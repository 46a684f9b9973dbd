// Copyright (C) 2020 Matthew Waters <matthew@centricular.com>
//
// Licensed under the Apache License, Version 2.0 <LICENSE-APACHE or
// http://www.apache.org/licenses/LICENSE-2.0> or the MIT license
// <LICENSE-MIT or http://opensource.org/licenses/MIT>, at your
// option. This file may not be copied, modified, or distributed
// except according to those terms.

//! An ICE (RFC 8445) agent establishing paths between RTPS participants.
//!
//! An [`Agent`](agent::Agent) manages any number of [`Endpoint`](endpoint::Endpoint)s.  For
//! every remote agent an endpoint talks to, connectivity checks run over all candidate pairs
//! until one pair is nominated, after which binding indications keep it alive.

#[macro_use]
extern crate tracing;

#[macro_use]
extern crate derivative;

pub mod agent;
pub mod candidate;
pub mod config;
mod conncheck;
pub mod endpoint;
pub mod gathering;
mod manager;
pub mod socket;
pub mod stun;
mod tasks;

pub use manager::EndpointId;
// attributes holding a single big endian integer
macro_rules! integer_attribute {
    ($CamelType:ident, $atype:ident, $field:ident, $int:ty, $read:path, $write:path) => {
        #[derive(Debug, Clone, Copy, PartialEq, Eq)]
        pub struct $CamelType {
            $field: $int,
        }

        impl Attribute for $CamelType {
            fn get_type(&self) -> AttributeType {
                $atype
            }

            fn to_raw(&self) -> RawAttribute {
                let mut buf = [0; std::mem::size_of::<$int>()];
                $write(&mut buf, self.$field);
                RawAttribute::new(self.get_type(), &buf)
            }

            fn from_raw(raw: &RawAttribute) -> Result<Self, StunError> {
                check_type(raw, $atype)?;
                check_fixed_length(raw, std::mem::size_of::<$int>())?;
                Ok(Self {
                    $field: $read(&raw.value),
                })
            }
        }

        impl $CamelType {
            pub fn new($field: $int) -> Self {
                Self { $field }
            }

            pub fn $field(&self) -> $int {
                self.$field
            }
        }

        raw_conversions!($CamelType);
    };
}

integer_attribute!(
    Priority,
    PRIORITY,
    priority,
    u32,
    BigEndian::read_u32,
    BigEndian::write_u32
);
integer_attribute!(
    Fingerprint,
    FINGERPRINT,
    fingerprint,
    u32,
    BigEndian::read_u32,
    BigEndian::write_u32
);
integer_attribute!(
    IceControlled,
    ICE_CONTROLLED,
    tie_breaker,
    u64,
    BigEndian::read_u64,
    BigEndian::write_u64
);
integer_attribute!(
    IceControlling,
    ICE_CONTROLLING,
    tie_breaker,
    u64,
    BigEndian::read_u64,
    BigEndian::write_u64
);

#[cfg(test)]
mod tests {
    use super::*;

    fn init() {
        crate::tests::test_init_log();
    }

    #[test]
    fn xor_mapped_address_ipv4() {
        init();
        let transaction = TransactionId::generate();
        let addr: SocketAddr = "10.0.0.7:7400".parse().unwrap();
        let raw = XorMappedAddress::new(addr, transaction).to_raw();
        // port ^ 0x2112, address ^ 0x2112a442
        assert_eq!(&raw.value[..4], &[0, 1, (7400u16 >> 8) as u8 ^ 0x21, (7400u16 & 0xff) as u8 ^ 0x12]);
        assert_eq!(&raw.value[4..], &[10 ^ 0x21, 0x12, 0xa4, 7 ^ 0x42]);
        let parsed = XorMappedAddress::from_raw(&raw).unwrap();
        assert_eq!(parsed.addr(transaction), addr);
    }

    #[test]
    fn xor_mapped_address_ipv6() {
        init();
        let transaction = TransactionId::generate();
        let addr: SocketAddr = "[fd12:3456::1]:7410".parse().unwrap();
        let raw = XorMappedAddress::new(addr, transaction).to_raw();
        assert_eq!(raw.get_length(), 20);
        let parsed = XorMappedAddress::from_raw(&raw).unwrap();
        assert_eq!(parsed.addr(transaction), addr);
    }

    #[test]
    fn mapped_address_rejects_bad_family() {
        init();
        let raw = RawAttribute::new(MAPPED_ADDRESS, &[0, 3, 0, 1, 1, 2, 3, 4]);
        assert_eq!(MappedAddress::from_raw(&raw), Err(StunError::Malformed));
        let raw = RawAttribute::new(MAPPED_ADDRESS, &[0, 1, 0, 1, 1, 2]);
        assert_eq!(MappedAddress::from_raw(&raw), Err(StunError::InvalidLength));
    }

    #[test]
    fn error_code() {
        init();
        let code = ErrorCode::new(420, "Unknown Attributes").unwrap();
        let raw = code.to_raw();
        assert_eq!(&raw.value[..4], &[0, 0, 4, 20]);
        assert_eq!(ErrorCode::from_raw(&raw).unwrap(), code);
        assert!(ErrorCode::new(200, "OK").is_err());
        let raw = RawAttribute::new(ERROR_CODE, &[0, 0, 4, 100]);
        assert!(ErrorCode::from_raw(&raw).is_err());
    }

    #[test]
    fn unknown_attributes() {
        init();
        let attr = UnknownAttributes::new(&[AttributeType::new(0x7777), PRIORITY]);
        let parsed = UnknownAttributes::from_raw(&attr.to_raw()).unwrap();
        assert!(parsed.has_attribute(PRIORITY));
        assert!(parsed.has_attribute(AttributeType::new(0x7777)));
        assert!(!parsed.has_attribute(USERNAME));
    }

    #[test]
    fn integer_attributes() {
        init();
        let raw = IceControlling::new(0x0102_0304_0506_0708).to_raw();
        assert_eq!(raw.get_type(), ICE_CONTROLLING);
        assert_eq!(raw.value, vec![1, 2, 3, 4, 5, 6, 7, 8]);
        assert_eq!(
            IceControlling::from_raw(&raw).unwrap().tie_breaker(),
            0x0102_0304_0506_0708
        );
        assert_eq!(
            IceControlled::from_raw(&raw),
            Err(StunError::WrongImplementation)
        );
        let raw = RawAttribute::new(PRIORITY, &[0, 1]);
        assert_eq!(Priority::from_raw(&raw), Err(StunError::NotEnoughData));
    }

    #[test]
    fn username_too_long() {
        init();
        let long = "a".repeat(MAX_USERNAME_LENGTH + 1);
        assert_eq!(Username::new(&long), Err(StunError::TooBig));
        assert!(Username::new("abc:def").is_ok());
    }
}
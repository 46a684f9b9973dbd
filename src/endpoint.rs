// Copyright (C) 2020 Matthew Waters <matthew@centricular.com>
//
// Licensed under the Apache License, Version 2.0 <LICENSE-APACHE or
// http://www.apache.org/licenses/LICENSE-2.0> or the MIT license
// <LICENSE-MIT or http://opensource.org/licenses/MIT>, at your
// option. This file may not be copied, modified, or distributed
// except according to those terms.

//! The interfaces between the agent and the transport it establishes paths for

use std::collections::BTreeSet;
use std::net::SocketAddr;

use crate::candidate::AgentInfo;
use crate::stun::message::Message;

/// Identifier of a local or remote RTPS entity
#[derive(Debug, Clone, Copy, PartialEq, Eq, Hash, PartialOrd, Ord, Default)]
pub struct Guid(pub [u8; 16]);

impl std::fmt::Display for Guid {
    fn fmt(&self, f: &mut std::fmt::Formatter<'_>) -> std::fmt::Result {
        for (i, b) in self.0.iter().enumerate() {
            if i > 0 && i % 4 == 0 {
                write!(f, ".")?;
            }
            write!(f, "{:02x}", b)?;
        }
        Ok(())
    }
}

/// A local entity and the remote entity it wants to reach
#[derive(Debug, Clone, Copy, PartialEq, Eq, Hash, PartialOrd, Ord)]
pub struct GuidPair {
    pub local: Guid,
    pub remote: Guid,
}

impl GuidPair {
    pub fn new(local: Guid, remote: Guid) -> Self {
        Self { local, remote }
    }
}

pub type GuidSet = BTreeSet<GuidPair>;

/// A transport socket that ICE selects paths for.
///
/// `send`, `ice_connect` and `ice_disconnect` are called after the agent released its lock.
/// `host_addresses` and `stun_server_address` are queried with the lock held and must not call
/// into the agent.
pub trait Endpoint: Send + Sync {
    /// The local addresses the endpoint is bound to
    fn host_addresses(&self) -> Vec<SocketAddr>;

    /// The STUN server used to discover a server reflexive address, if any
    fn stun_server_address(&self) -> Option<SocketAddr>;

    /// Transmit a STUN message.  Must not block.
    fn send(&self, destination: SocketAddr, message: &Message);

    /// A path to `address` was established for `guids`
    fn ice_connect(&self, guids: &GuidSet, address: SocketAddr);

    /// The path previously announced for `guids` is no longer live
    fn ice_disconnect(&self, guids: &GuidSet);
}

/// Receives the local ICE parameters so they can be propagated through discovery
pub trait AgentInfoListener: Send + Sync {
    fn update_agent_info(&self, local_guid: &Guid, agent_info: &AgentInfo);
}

==

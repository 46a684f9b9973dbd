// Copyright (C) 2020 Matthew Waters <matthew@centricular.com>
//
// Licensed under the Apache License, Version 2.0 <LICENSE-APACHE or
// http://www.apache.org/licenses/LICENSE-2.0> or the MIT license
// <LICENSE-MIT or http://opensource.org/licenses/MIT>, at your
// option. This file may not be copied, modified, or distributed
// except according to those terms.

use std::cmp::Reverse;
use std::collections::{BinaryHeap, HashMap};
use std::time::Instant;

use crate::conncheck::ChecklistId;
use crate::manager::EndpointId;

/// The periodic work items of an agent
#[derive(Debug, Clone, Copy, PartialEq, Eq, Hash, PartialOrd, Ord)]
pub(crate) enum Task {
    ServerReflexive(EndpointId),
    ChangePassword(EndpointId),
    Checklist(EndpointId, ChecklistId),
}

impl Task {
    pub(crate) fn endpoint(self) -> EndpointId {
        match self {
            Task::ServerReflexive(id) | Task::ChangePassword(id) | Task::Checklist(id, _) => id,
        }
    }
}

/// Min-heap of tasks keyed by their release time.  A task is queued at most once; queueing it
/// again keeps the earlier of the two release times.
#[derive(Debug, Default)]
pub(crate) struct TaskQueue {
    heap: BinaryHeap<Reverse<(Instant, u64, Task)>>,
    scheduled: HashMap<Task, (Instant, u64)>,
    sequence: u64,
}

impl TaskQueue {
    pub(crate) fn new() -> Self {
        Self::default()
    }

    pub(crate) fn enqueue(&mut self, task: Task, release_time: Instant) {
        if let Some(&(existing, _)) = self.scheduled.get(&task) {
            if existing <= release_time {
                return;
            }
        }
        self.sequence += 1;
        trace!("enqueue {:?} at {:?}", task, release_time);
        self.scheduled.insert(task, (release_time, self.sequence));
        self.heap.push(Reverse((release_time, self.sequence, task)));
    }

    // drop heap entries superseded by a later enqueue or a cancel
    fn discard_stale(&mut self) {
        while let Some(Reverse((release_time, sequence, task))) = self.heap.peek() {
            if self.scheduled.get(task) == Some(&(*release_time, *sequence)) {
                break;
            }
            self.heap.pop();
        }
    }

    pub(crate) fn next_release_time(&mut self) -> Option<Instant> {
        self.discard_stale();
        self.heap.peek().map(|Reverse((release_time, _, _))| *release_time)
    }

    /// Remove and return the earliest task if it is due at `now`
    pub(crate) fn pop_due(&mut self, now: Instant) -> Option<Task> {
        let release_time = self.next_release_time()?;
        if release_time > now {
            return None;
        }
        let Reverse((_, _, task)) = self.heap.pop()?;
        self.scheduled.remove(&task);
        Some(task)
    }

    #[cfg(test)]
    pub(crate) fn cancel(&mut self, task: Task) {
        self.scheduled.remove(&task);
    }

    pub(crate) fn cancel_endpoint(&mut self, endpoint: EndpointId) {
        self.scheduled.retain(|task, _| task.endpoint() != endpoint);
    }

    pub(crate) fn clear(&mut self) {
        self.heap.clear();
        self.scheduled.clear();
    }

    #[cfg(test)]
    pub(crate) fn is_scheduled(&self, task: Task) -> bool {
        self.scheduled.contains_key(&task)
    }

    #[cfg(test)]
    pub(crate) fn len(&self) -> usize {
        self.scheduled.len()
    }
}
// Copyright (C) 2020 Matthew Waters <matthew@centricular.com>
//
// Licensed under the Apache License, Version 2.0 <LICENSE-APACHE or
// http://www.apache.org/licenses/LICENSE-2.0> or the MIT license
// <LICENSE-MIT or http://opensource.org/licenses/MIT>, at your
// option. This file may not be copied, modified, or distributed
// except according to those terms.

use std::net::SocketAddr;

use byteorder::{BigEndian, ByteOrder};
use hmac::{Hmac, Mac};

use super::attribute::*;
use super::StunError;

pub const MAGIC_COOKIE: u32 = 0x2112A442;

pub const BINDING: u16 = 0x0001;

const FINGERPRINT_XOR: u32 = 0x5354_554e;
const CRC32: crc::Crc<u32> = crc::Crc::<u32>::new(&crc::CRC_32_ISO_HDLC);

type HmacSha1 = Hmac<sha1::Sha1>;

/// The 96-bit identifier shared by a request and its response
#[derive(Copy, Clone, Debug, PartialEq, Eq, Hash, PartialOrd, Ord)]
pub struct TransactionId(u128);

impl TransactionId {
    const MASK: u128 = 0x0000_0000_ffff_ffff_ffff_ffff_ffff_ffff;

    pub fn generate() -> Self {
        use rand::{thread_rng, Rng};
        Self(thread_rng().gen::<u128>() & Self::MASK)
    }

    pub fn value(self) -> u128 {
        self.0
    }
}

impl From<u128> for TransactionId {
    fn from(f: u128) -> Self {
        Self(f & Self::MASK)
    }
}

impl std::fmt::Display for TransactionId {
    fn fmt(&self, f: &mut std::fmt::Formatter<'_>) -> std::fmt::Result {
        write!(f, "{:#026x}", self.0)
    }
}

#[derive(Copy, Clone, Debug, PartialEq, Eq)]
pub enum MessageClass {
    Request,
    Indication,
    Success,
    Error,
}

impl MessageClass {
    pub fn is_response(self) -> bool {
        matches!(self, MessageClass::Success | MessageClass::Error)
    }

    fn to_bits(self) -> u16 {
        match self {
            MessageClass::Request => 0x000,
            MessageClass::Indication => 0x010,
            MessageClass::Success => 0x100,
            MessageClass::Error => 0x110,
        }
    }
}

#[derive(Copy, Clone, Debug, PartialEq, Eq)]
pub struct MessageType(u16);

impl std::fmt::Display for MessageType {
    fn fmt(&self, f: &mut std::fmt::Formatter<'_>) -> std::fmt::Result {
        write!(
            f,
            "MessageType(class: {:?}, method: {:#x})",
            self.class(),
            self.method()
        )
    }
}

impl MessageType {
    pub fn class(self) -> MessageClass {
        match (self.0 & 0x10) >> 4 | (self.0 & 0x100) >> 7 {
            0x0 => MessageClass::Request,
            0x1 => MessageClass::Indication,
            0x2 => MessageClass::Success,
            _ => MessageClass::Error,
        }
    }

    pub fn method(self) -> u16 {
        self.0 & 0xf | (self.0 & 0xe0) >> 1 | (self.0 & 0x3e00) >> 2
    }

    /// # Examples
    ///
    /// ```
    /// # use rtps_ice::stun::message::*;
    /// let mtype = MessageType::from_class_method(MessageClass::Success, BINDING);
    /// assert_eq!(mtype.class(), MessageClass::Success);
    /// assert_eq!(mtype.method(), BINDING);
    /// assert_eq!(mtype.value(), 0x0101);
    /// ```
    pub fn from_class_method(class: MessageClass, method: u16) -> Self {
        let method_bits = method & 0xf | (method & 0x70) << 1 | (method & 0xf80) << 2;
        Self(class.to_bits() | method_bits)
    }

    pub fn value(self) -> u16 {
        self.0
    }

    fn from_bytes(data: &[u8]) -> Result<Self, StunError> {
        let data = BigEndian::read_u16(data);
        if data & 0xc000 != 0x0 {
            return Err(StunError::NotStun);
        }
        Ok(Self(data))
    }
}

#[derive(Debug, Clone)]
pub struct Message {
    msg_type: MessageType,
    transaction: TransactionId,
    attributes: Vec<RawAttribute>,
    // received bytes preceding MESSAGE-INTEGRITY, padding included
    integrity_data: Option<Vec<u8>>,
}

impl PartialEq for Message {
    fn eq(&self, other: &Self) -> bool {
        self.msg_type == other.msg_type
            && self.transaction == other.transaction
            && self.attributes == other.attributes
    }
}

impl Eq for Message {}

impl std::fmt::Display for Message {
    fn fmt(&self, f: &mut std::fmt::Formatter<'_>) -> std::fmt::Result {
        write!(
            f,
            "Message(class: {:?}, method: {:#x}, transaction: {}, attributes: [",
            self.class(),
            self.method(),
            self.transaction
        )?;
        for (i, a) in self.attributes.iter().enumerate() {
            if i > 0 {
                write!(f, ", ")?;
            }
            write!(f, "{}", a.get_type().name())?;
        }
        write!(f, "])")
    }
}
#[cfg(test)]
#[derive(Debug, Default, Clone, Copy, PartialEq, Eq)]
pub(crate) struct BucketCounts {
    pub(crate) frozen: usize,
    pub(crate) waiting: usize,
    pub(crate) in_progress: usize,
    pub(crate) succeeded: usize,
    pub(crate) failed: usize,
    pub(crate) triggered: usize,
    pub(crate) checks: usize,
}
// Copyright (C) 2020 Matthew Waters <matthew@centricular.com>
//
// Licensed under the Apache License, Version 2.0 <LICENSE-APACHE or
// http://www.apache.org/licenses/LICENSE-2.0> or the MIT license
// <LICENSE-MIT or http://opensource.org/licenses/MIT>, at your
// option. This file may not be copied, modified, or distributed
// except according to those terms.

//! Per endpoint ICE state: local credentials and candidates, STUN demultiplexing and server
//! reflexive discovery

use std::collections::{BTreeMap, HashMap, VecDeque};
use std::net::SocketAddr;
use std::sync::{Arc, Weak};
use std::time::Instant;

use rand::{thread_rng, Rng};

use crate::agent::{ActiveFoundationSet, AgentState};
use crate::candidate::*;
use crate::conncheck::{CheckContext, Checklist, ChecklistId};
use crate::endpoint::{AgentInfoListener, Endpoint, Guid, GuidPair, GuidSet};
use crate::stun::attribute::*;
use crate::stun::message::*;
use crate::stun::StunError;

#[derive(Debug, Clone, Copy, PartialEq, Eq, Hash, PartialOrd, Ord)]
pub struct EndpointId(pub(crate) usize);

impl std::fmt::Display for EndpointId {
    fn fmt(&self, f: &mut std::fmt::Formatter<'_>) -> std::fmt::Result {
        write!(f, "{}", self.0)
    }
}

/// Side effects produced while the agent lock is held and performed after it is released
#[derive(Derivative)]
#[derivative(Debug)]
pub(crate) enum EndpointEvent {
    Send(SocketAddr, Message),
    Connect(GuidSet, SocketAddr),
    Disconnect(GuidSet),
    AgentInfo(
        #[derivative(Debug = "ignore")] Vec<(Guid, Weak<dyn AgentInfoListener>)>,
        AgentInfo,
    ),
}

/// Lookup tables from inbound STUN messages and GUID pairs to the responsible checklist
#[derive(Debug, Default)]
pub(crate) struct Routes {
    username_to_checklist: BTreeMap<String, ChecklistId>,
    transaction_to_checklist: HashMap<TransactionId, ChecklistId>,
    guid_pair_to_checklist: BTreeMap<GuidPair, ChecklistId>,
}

▸ **Work request**
Each line above that has the word "MASK" should be copied.

▸ **Task solution**
    const MASK: u128 = 0x0000_0000_ffff_ffff_ffff_ffff_ffff_ffff;
        Self(thread_rng().gen::<u128>() & Self::MASK)
        Self(f & Self::MASK)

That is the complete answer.